What are the limits of austerity? Steep spending cuts and tax increases do curb budget deficits; but they also create deep recessions, lowering tax revenues and offsetting some of the deficit improvement."  Add on top of this the drawbacks of an expensive currency and a tight monetary policy for a troubled economy, and they’d have to be crazy to stay…
The real problem facing Europe is all about psychology and deep political culture. When the Eurozone was set up, the Germans insisted on stiff rules for all to make the new structure credible. These rules and European solidarity would suffice – Garliczone countries which hitherto had played fast and loose with public finances would realise that they had joined the grown-ups now and would have to behave themselves. Or else!
 
But as one senior German expert who worked at the heart of this project told me, the Germans got it flat wrong. It just did not occur to them that, say, Greece would actually lie to its EU partners about the state of its public finances. Yet they did.
It’s a bit like a smart hotel where a strict no-smoking rule applies. The hotel admits all sorts of carefree party-loving guests who dutifully promise not to smoke. Some of them break the rules. Yet such is their insane irresponsibility that they don’t even tell the hotel management that they have set the building on fire through their bad behaviour. When the smoke starts pouring from many large windows simultaneously, it may in fact be too late to save the building however soundly it was designed!
 
All this ties to a somewhat rambling piece I wrote over at Business and Politics

And see the Eurozone’s problems. Millions of Greeks cry out: “How dare the state/government/EU take away our rights!” But by what moral or political principle can Greek ‘rights’ to receive subsidies take precedence over the rights of non-Greeks to choose not to pay them?

Conclusion?

Neither conservatives nor liberal-progressives in the West have any coherent philosophy helping them decide which institutions, organisations or even values should best be ‘conserved’ by collective action, or how best to do it by suppressing X’s free choice to uphold Y’s privilege. Instead we get little more than mutually abusive political squawking and improvisation which look increasingly and annoyingly detached from reality.

Perhaps in these profoundly unsettling times it is no surprise that the British public show such Euroscepticism counterpoised by general support for the Monarchy which, for all its silver stick flim-flams and illogicalities, represents our best collective hope for some minimal sense of psychological continuity and shared experience?
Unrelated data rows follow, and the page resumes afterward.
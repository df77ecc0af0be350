use std::collections::HashMap;
use std::sync::atomic::{AtomicBool, Ordering};
use std::sync::{Arc, Mutex};

use async_trait::async_trait;
use tokio::sync::{mpsc, watch};

use crate::bus::{Bus, MethodCall, Signal, SignalReceiver, DBUS_INTERFACE, PROPERTIES_INTERFACE};
use crate::error::{names, DBusError};
use crate::variant::{Variant, VariantMap};

type Handler = Arc<dyn Fn(&MethodCall) -> Result<Vec<Variant>, DBusError> + Send + Sync>;

struct Subscriber {
    path: String,
    interface: String,
    tx: mpsc::UnboundedSender<Signal>,
}

#[derive(Default)]
struct MockState {
    handlers: HashMap<(String, String, String), Handler>,
    properties: HashMap<(String, String), VariantMap>,
    name_owners: HashMap<String, Option<String>>,
    calls: Vec<MethodCall>,
    subscribers: Vec<Subscriber>,
    paused: HashMap<String, watch::Sender<bool>>,
}

/// An in-process [`Bus`] answering from scripted handlers.
///
/// Every call is recorded before it is answered. Unscripted calls fail with
/// `org.freedesktop.DBus.Error.UnknownMethod`, except `Properties.GetAll` for
/// objects registered with [`MockBus::set_properties`] and `GetNameOwner`,
/// which answers `:1.1` unless overridden with [`MockBus::set_name_owner`].
pub struct MockBus {
    state: Mutex<MockState>,
    connected: AtomicBool,
}

impl Default for MockBus {
    fn default() -> Self {
        Self::new()
    }
}

impl MockBus {
    pub fn new() -> Self {
        Self {
            state: Mutex::new(MockState::default()),
            connected: AtomicBool::new(true),
        }
    }

    fn state(&self) -> std::sync::MutexGuard<'_, MockState> {
        self.state.lock().expect("mock bus mutex poisoned")
    }

    pub fn set_connected(&self, connected: bool) {
        self.connected.store(connected, Ordering::SeqCst);
    }

    /// Answer `interface.member` on `path` with `handler`.
    pub fn on_call<F>(&self, path: &str, interface: &str, member: &str, handler: F)
    where
        F: Fn(&MethodCall) -> Result<Vec<Variant>, DBusError> + Send + Sync + 'static,
    {
        self.state().handlers.insert(
            (path.to_owned(), interface.to_owned(), member.to_owned()),
            Arc::new(handler),
        );
    }

    /// Answer `interface.member` on `path` with a fixed reply.
    pub fn reply(&self, path: &str, interface: &str, member: &str, reply: Vec<Variant>) {
        self.on_call(path, interface, member, move |_| Ok(reply.clone()));
    }

    /// Answer `interface.member` on `path` with a fixed error.
    pub fn fail(&self, path: &str, interface: &str, member: &str, error: DBusError) {
        self.on_call(path, interface, member, move |_| Err(error.clone()));
    }

    /// Serve `properties` from `Properties.GetAll(interface)` on `path`.
    pub fn set_properties(&self, path: &str, interface: &str, properties: VariantMap) {
        self.state()
            .properties
            .insert((path.to_owned(), interface.to_owned()), properties);
    }

    /// Set the owner reported for `name`; `None` makes the name unowned.
    pub fn set_name_owner(&self, name: &str, owner: Option<&str>) {
        self.state()
            .name_owners
            .insert(name.to_owned(), owner.map(str::to_owned));
    }

    /// Hold every call to `member` until [`MockBus::resume`] is called.
    pub fn pause(&self, member: &str) {
        let (tx, _rx) = watch::channel(true);
        self.state().paused.insert(member.to_owned(), tx);
    }

    pub fn resume(&self, member: &str) {
        if let Some(tx) = self.state().paused.remove(member) {
            tx.send_replace(false);
        }
    }

    pub fn calls(&self) -> Vec<MethodCall> {
        self.state().calls.clone()
    }

    pub fn call_count(&self, member: &str) -> usize {
        self.state()
            .calls
            .iter()
            .filter(|call| call.member == member)
            .count()
    }

    /// Called member names in call order.
    pub fn members(&self) -> Vec<String> {
        self.state()
            .calls
            .iter()
            .map(|call| call.member.clone())
            .collect()
    }

    pub fn clear_calls(&self) {
        self.state().calls.clear();
    }

    /// Deliver a signal to every live subscriber of (`path`, `interface`).
    pub fn emit(&self, path: &str, interface: &str, member: &str, args: Vec<Variant>) {
        let mut state = self.state();
        log::trace!("mockbus: emit {}.{} on {}", interface, member, path);
        state.subscribers.retain(|sub| {
            if sub.path != path || sub.interface != interface {
                return !sub.tx.is_closed();
            }
            sub.tx
                .send(Signal {
                    member: member.to_owned(),
                    args: args.clone(),
                })
                .is_ok()
        });
    }

    pub fn subscriber_count(&self, path: &str, interface: &str) -> usize {
        self.state()
            .subscribers
            .iter()
            .filter(|sub| sub.path == path && sub.interface == interface && !sub.tx.is_closed())
            .count()
    }

    fn fallback_reply(&self, call: &MethodCall) -> Result<Vec<Variant>, DBusError> {
        let state = self.state();
        let first_str = call.args.first().and_then(Variant::as_str).unwrap_or_default();
        if call.interface == PROPERTIES_INTERFACE && call.member == "GetAll" {
            if let Some(props) = state
                .properties
                .get(&(call.path.clone(), first_str.to_owned()))
            {
                return Ok(vec![Variant::Map(props.clone())]);
            }
        }
        if call.interface == DBUS_INTERFACE && call.member == "GetNameOwner" {
            return match state.name_owners.get(first_str) {
                Some(Some(owner)) => Ok(vec![Variant::from(owner.as_str())]),
                Some(None) => Err(DBusError::new(
                    names::NAME_HAS_NO_OWNER,
                    format!("Could not get owner of name '{first_str}'"),
                )),
                None => Ok(vec![Variant::from(":1.1")]),
            };
        }
        Err(DBusError::unknown_method(format!(
            "No such method '{}' in interface '{}' at object path '{}'",
            call.member, call.interface, call.path
        )))
    }
}

#[async_trait]
impl Bus for MockBus {
    fn is_connected(&self) -> bool {
        self.connected.load(Ordering::SeqCst)
    }

    async fn call(&self, call: MethodCall) -> Result<Vec<Variant>, DBusError> {
        let gate = {
            let mut state = self.state();
            state.calls.push(call.clone());
            state.paused.get(&call.member).map(watch::Sender::subscribe)
        };
        log::trace!("mockbus: call {}.{} on {}", call.interface, call.member, call.path);
        if !self.is_connected() {
            return Err(DBusError::disconnected("DBus connection disconnected"));
        }
        if let Some(mut rx) = gate {
            // a dropped sender means the pause was lifted
            let _ = rx.wait_for(|paused| !*paused).await;
        }
        let handler = self
            .state()
            .handlers
            .get(&(call.path.clone(), call.interface.clone(), call.member.clone()))
            .cloned();
        match handler {
            Some(handler) => handler(&call),
            None => self.fallback_reply(&call),
        }
    }

    fn subscribe(&self, path: &str, interface: &str) -> SignalReceiver {
        let (tx, rx) = mpsc::unbounded_channel();
        self.state().subscribers.push(Subscriber {
            path: path.to_owned(),
            interface: interface.to_owned(),
            tx,
        });
        rx
    }
}

#[cfg(test)]
mod tests {
    use super::*;

    const PATH: &str = "/org/example/Obj";
    const IFACE: &str = "org.example.Iface";

    fn call(member: &str) -> MethodCall {
        MethodCall::new("org.example", PATH, IFACE, member, Vec::new())
    }

    #[tokio::test]
    async fn scripted_replies_and_call_log() {
        let bus = MockBus::new();
        bus.reply(PATH, IFACE, "Ping", vec![Variant::from("pong")]);

        let reply = bus.call(call("Ping")).await.expect("reply");
        assert_eq!(reply, vec![Variant::from("pong")]);

        let err = bus.call(call("Missing")).await.expect_err("unscripted");
        assert_eq!(err.name, names::UNKNOWN_METHOD);
        assert_eq!(bus.members(), vec!["Ping", "Missing"]);
    }

    #[tokio::test]
    async fn get_all_reads_property_table() {
        let bus = MockBus::new();
        let mut props = VariantMap::new();
        props.insert("Answer".into(), Variant::from(42u32));
        bus.set_properties(PATH, IFACE, props.clone());

        let got = bus.get_all("org.example", PATH, IFACE).await.expect("props");
        assert_eq!(got, props);
        bus.get_all("org.example", PATH, "org.example.Other")
            .await
            .expect_err("no table for other interface");
    }

    #[tokio::test]
    async fn name_owner_defaults_and_overrides() {
        let bus = MockBus::new();
        assert_eq!(bus.get_name_owner("org.example").await.expect("owner"), ":1.1");
        bus.set_name_owner("org.example", None);
        let err = bus.get_name_owner("org.example").await.expect_err("unowned");
        assert_eq!(err.name, names::NAME_HAS_NO_OWNER);
    }

    #[tokio::test]
    async fn disconnected_bus_fails_calls() {
        let bus = MockBus::new();
        bus.reply(PATH, IFACE, "Ping", Vec::new());
        bus.set_connected(false);
        let err = bus.call(call("Ping")).await.expect_err("disconnected");
        assert_eq!(err.name, names::DISCONNECTED);
    }

    #[tokio::test]
    async fn signals_arrive_in_order() {
        let bus = MockBus::new();
        let mut rx = bus.subscribe(PATH, IFACE);
        bus.emit(PATH, IFACE, "A", vec![Variant::from(1u32)]);
        bus.emit("/other", IFACE, "Ignored", Vec::new());
        bus.emit(PATH, IFACE, "B", Vec::new());

        assert_eq!(rx.recv().await.expect("first").member, "A");
        assert_eq!(rx.recv().await.expect("second").member, "B");
        drop(rx);
        bus.emit(PATH, IFACE, "C", Vec::new());
        assert_eq!(bus.subscriber_count(PATH, IFACE), 0);
    }

    #[tokio::test]
    async fn paused_member_waits_for_resume() {
        let bus = Arc::new(MockBus::new());
        bus.reply(PATH, IFACE, "Slow", vec![Variant::from(true)]);
        bus.pause("Slow");

        let task = tokio::spawn({
            let bus = Arc::clone(&bus);
            async move { bus.call(call("Slow")).await }
        });
        tokio::task::yield_now().await;
        assert_eq!(bus.call_count("Slow"), 1);
        assert!(!task.is_finished());

        bus.resume("Slow");
        let reply = task.await.expect("join").expect("reply");
        assert_eq!(reply, vec![Variant::from(true)]);
    }
}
The fact is that for reasons which are almost impossible to identify and maybe are highly unpopular to articulate, some things ‘fit’ and some things don’t. It looks increasingly as if the EU itself as currently constituted is not a viable fit – the expectations and attitudes in different parts of the EU are simply not manageable within the over-rigid, prescriptive top-down format we now have.

And the more our UK and EU elites tell the public that it is all for the best when it clearly isn’t, the more a deep-seated public unease will grow across Europe in a populist and increasingly incoherent way.